Financial watchdog APRA has fined Medibank Private $250 million following a hacking scandal that resulted in the online publication of millions of Australians’ private medical information.
In a statement announcing the decision on Tuesday, the regulator stated that it was motivated by “weaknesses identified in Medibank’s information security environment.”
In order to execute a more thorough remediation plan, the health insurer will be required to hold back an additional $250 million in capital funds.
This effectively prevents Medibank from using more than half of the capital it had before the penalty, barring it from using the money for spending or investing.
A “targeted technology review” of Medibank, focused on its governance and risk culture, was also announced by APRA.
In addition to serving as a warning that the regulator would react “strongly” to events affecting other corporations in the future, according to APRA Member Suzanne Smith, the sanction was intended to encourage Medibank to expedite its plans to manage the impact from the breach.
“APRA seeks to ensure that Medibank expedites its remediation program by taking this action,” she said.
“This action shows how seriously APRA regards entities’ obligations in relation to cyber risk, and it also shows how firmly APRA will react to detected shortcomings in cyber security systems.
As was already stated, APRA anticipates Medibank to make sure there is proper responsibility and consequence management, including implications to CEO remuneration when necessary.

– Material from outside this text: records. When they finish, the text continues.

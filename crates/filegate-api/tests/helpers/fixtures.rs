//! Test fixtures: minimal PNG/PDF blobs and multipart forms.

use axum_test::multipart::{MultipartForm, Part};

/// Minimal valid 1x1 PNG bytes.
pub fn create_minimal_png() -> Vec<u8> {
    vec![
        0x89, 0x50, 0x4E, 0x47, 0x0D, 0x0A, 0x1A, 0x0A, 0x00, 0x00, 0x00, 0x0D, 0x49, 0x48, 0x44,
        0x52, 0x00, 0x00, 0x00, 0x01, 0x00, 0x00, 0x00, 0x01, 0x08, 0x02, 0x00, 0x00, 0x00, 0x90,
        0x77, 0x53, 0xDE, 0x00, 0x00, 0x00, 0x0C, 0x49, 0x44, 0x41, 0x54, 0x08, 0xD7, 0x63, 0xF8,
        0x00, 0x00, 0x00, 0x00, 0x01, 0x00, 0x01, 0x00, 0x18, 0xDD, 0x8D, 0x89, 0x00, 0x00, 0x00,
        0x00, 0x49, 0x45, 0x4E, 0x44, 0xAE, 0x42, 0x60, 0x82,
    ]
}

/// Minimal PDF.
pub fn create_test_pdf() -> Vec<u8> {
    b"%PDF-1.4\n1 0 obj\n<< /Type /Catalog >>\nendobj\ntrailer\n<< /Root 1 0 R >>\n%%EOF\n".to_vec()
}

/// Multipart form with `data` in the `file` field under `file_name`.
pub fn file_form(file_name: &str, data: Vec<u8>, mime_type: &str) -> MultipartForm {
    MultipartForm::new().add_part(
        "file",
        Part::bytes(data)
            .file_name(file_name.to_string())
            .mime_type(mime_type.to_string()),
    )
}

pub fn png_form(file_name: &str) -> MultipartForm {
    file_form(file_name, create_minimal_png(), "image/png")
}

pub fn pdf_form(file_name: &str) -> MultipartForm {
    file_form(file_name, create_test_pdf(), "application/pdf")
}
use rand::SeedableRng;
use rand::rngs::StdRng;
use rsg::grammar::{Production, RuleTable};
use rsg::{Grammar, GrammarConfig};
use std::error::Error;

/// Example of building grammars from text and programmatically
fn main() -> Result<(), Box<dyn Error>> {
    // Example 1: Load a bundled grammar file
    let grammar = Grammar::load("poem", GrammarConfig::default())?;

    println!("Generated poems:");
    for i in 1..=5 {
        println!("{}. {}", i, grammar.generate());
    }

    // Example 2: Build a rule table by hand
    let mut rules = RuleTable::new();
    rules.insert("<start>", vec![Production::parse("<greeting> , <person> !")]);
    rules.insert(
        "<greeting>",
        vec![
            Production::parse("Hello"),
            Production::parse("Bonjour"),
            Production::parse("Guten Tag"),
        ],
    );
    rules.insert(
        "<person>",
        vec![Production::parse("world"), Production::parse("friend")],
    );
    let grammar = Grammar::new(rules);

    println!("\nGenerated greetings with a fixed seed:");
    let mut rng = StdRng::seed_from_u64(7);
    for i in 1..=5 {
        println!("{}. {}", i, grammar.generate_with_rng(&mut rng));
    }

    // Example 3: Inspect the parsed rule table
    let grammar: Grammar = "{<start>\n( <x> ) ;\n} {<x>\n1 ^ 2 ;\n;\n}".parse()?;
    println!("\nRule table:\n{}", grammar.rules().to_json()?);
    println!("Sample: {}", grammar.generate());

    Ok(())
}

Due to a breach that occurred in October of last year, 9.7 million Australians had their personal medical information compromised and, in some circumstances, disclosed online. Medibank is already the target of many class actions.
According to some estimates, the price tag for the breach clean-up, including litigation damages, might reach $150 million.
In response to the fine, Medibank CEO David Koczkar said the business was still “strong” and was working to improve client outcomes in the wake of the attack.
Medibank takes seriously its obligation to protect consumer data, he added.
To give our customers the security they need and expect, Medibank has continued to tighten our systems and procedures. We’ll keep working to improve our systems and procedures even more.
“Our business is still solid and well-capitalized.
“We continue to provide our customers with support through the Medibank Cyber Response Support Program, which includes mental health and wellbeing support, identity protection, and financial hardship measures.”
Medibank said in a statement that it had “significant existing capital” to make up for the fine.
It stated that the amount of unallocated capital will stay at June 30 2022 levels of $148 million, indicating that it would not at this time lower its target capital requirement for health insurance.
The health insurance believes the fine is unlikely to have an impact on its regular business operations, but new industry regulations that will go into effect on July 1 will make it even more capital-intensive.
In addition, Medibank said it would continue to give APRA its “full support” as it collaborates closely with the regulator to finalize and implement its remediation program.
As Ms. Smith urged other businesses to keep a careful eye on their operations to prevent a similar catastrophe, APRA also mentioned that the company has constantly collaborated with the regulator in a “open, constructive and cooperative way”.
“APRA has repeatedly emphasized the importance of an uplift in cyber security and continued vigilance to identify and address cyber exposures since launching the 2020–2024 Cyber Security Strategy,” she said.
As we continue to find weak monitoring from boards and management and poor cyber security policies, it is unfortunate that not all institutions are listening to these concerns.